Staffing shortage leads S.C. county into emergency agreement with transport service
A staffing shortage in Orangeburg County led to a three-year contract with MedTrust Medical Transport for additional EMS coverage
By Gene Zaleski
The Times and Democrat
ORANGEBURG COUNTY, S.C. — Orangeburg County will enter into an emergency agreement with MedTrust Medical Transport, LLC to provide supplemental emergency medical services for the county.
The county will enter into a three-year agreement with the transport company with the first year’s payment totaling $1,094,824.
According to the agreement, the contract payments will be adjusted annually on the agreement’s anniversary date for each remaining year.
Orangeburg County Council gave County Administrator Harold Young the authority to negotiate with the company on the agreement.
“This is to help augment the EMS service when we have to provide additional trucks and help provide the best services to the citizens of Orangeburg County,” Young said.
Young said the contract will provide two additional ambulances for the county and the contract will include the cost of the ambulance and the personnel.
“We have done this before. During the height of COVID, we added extra trucks and that helped provide additional services,” Young said. “It keeps the current staff we have now because of the shortage from being burned out from running as many calls.”
One of the trucks will be located at John C. Calhoun Drive across from the Biddie Banquet and the other will be based on call volume and will most likely be stationed either in the eastern or western end of the county, Young said.
On a good day, the county has access to about seven ambulances countywide, Young said. On an average day, it has about four.
Young praised emergency medical employees in attendance at the meeting for their dedication and work in service of the county as well as thanking other emergency and law enforcement personnel for their response during the recent Tropical Storm Idalia.
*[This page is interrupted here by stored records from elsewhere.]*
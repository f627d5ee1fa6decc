//! Portable wide-arithmetic primitives underneath the hash layers.
//!
//! A native 128-bit product makes one portable path sufficient where
//! assembly-era VHASH code carried a variant per architecture.

/// Full 64x64 -> 128 unsigned multiply, returned as (high, low).
#[inline(always)]
pub(crate) fn mul_wide(x: u64, y: u64) -> (u64, u64) {
    let product = u128::from(x) * u128::from(y);
    ((product >> 64) as u64, product as u64)
}

/// 128-bit add of (hi, lo) + (ih, il), modulo 2^128.
#[inline(always)]
pub(crate) fn add128(hi: u64, lo: u64, ih: u64, il: u64) -> (u64, u64) {
    let (lo, carry) = lo.overflowing_add(il);
    let hi = hi.wrapping_add(ih).wrapping_add(u64::from(carry));
    (hi, lo)
}

/// Load one message word. VHASH is specified little-endian; the
/// `big-endian` feature flips the interpretation for every message word
/// (and with it the resulting tags).
#[inline(always)]
pub(crate) fn load_msg64(bytes: &[u8]) -> u64 {
    let word: [u8; 8] = bytes[..8].try_into().expect("caller supplies 8 bytes");
    #[cfg(not(feature = "big-endian"))]
    {
        u64::from_le_bytes(word)
    }
    #[cfg(feature = "big-endian")]
    {
        u64::from_be_bytes(word)
    }
}

/// Load one key word. Hash-key and pad-key material is always read as
/// big-endian 64-bit words, independent of the message byte order.
#[inline(always)]
pub(crate) fn load_key64(bytes: &[u8]) -> u64 {
    let word: [u8; 8] = bytes[..8].try_into().expect("caller supplies 8 bytes");
    u64::from_be_bytes(word)
}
Council took up the following matters during a meeting last week:
—Council gave unanimous first reading by title only to an ordinance dissolving the Regional Medical Center board of trustees. The legacy board will be dissolved Oct. 1.
Both Orangeburg and Calhoun County councils have to agree to dissolve the board as both counties own the hospital.
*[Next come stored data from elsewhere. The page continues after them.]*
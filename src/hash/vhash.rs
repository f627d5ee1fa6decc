//! The VHASH context: key schedule and streaming state machine.

use tracing::{debug, trace};

use super::{
    add128, l3hash, load_key64, nh, poly_step, L3_KEY_WORDS, M62, MPOLY, NH_BLOCK_BYTES,
    NH_BLOCK_WORDS, NH_KEY_WORDS, P64, POLY_KEY_WORDS, TAG_WORDS,
};
use crate::error::{Error, Result};

/// Sequential big-endian word reader over the user key, mirroring the
/// consumable-key discipline of the pad stream.
struct KeyReader<'a> {
    bytes: &'a [u8],
    words: usize,
    position: usize,
}

impl<'a> KeyReader<'a> {
    fn new(bytes: &'a [u8]) -> Self {
        Self {
            bytes,
            words: bytes.len() / 8,
            position: 0,
        }
    }

    fn next_word(&mut self) -> Result<u64> {
        if self.position >= self.words {
            return Err(Error::InsufficientKeyMaterial {
                consumed: self.words,
                needed: NH_KEY_WORDS + POLY_KEY_WORDS + L3_KEY_WORDS,
            });
        }
        let word = load_key64(&self.bytes[8 * self.position..]);
        self.position += 1;
        Ok(word)
    }
}

/// Long-lived per-key VHASH state.
///
/// A context owns the expanded key tables and the running polynomial
/// accumulator(s). It is created from user key bytes by [`Vhash::new`], fed
/// whole blocks with [`Vhash::update`], and consumed-and-reset by
/// [`Vhash::finalize`]. Contexts are plain values: independent instances
/// need no coordination, but a single instance must not be used
/// concurrently.
#[derive(Debug, Clone)]
pub struct Vhash {
    nhkey: [u64; NH_KEY_WORDS],
    polykey: [u64; POLY_KEY_WORDS],
    l3key: [u64; L3_KEY_WORDS],
    polytmp: [u64; POLY_KEY_WORDS],
    first_block_processed: bool,
}

impl Vhash {
    /// Expand user key bytes into a ready context.
    ///
    /// The key is consumed as sequential big-endian 64-bit words (a trailing
    /// partial word is ignored): first the NH table, then the polynomial key
    /// pair(s) under the 29-bit-lane mask, then the l3 key pair(s) by
    /// rejection sampling below 2^64 - 257. Because rejection can re-draw,
    /// supply [`HASH_KEY_BYTES`](crate::HASH_KEY_BYTES) of key material;
    /// exhaustion fails with [`Error::InsufficientKeyMaterial`].
    pub fn new(user_key: &[u8]) -> Result<Self> {
        validate_build_parameters()?;

        let mut reader = KeyReader::new(user_key);

        let mut nhkey = [0u64; NH_KEY_WORDS];
        for word in &mut nhkey {
            *word = reader.next_word()?;
        }

        let mut polykey = [0u64; POLY_KEY_WORDS];
        for word in &mut polykey {
            *word = reader.next_word()? & MPOLY;
        }

        let mut l3key = [0u64; L3_KEY_WORDS];
        let mut rejected = 0u32;
        for word in &mut l3key {
            *word = loop {
                let candidate = reader.next_word()?;
                if candidate < P64 {
                    break candidate;
                }
                rejected += 1;
            };
        }

        debug!(
            words_consumed = reader.position,
            l3_rejections = rejected,
            "vhash key schedule complete"
        );

        Ok(Self {
            nhkey,
            polykey,
            l3key,
            polytmp: polykey,
            first_block_processed: false,
        })
    }

    /// Absorb a prefix of the message.
    ///
    /// The length must be a positive multiple of
    /// [`NH_BLOCK_BYTES`](crate::NH_BLOCK_BYTES); anything shorter belongs
    /// in the final [`Vhash::finalize`] call.
    pub fn update(&mut self, message: &[u8]) -> Result<()> {
        if message.is_empty() || message.len() % NH_BLOCK_BYTES != 0 {
            return Err(Error::InvalidUpdateLength {
                length: message.len(),
                block: NH_BLOCK_BYTES,
            });
        }
        for block in message.chunks_exact(NH_BLOCK_BYTES) {
            self.absorb_block(block);
        }
        trace!(
            bytes = message.len(),
            blocks = message.len() / NH_BLOCK_BYTES,
            "absorbed message prefix"
        );
        Ok(())
    }

    /// Hash the remainder of the message and reset the context.
    ///
    /// `message` may be any length: contained full blocks go through the
    /// streaming path and the tail (zero-padded internally to a 16-byte
    /// boundary) is folded in last. Returns one 64-bit digest per tag half;
    /// the context is left ready for the next message.
    pub fn finalize(&mut self, message: &[u8]) -> [u64; TAG_WORDS] {
        let tail_len = message.len() % NH_BLOCK_BYTES;
        let full_len = message.len() - tail_len;
        for block in message[..full_len].chunks_exact(NH_BLOCK_BYTES) {
            self.absorb_block(block);
        }

        let mut tail = [0u8; NH_BLOCK_BYTES];
        let padded_len = 16 * tail_len.div_ceil(16);
        tail[..tail_len].copy_from_slice(&message[full_len..]);

        let mut digest = [0u64; TAG_WORDS];
        for (half, out) in digest.iter_mut().enumerate() {
            let window = &self.nhkey[2 * half..];
            let state = (self.polytmp[2 * half], self.polytmp[2 * half + 1]);
            let key = (self.polykey[2 * half], self.polykey[2 * half + 1]);

            let (ch, cl) = if tail_len > 0 {
                let (mut rh, rl) = nh(&tail[..padded_len], window);
                rh &= M62;
                if self.first_block_processed {
                    poly_step(state, key, (rh, rl))
                } else {
                    // A short lone message enters as the constant term.
                    add128(key.0, key.1, rh, rl)
                }
            } else if self.first_block_processed {
                state
            } else {
                // Empty string: the digest of the bare polynomial key.
                key
            };

            // The length encoding is the tail in bits, not the total.
            *out = l3hash(
                ch,
                cl,
                self.l3key[2 * half],
                self.l3key[2 * half + 1],
                (8 * tail_len) as u64,
            );
        }

        trace!(tail_bytes = tail_len, "vhash finalized");
        self.abort();
        digest
    }

    /// Abandon the message in progress.
    ///
    /// Restores the accumulator(s) to the polynomial key and clears the
    /// first-block flag, exactly the reset [`Vhash::finalize`] performs.
    pub fn abort(&mut self) {
        self.polytmp = self.polykey;
        self.first_block_processed = false;
    }

    /// One full block: the first enters the polynomial as its constant term
    /// (an addition to the key), every later block as a polynomial step.
    fn absorb_block(&mut self, block: &[u8]) {
        let first = !self.first_block_processed;
        self.first_block_processed = true;

        for half in 0..TAG_WORDS {
            let window = &self.nhkey[2 * half..2 * half + NH_BLOCK_WORDS];
            let (mut rh, rl) = nh(block, window);
            rh &= M62;

            let state = (self.polytmp[2 * half], self.polytmp[2 * half + 1]);
            let (ch, cl) = if first {
                add128(state.0, state.1, rh, rl)
            } else {
                let key = (self.polykey[2 * half], self.polykey[2 * half + 1]);
                poly_step(state, key, (rh, rl))
            };
            self.polytmp[2 * half] = ch;
            self.polytmp[2 * half + 1] = cl;
        }
    }
}

fn validate_build_parameters() -> Result<()> {
    if !NH_BLOCK_BYTES.is_power_of_two() || !(16..=4096).contains(&NH_BLOCK_BYTES) {
        return Err(Error::InvalidConfiguration {
            reason: "NH_BLOCK_BYTES must be a power of two in [16, 4096]",
        });
    }
    if TAG_WORDS != 1 && TAG_WORDS != 2 {
        return Err(Error::InvalidConfiguration {
            reason: "tag length must be 64 or 128 bits",
        });
    }
    Ok(())
}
The legacy board has been in place since March 1, when the Medical University of South Carolina took over operations of the hospital.
MUSC entered into a 99-year lease for $1 a year with the hospital. The partnership was deemed necessary to help the hospital, which was consistently operating with significant deficits.
The legacy RMC Board has been responsible for closing out and maintaining specific financial accounts, such as payroll obligations, fees and pending litigation matters. Officials say the board has fulfilled its responsibilities.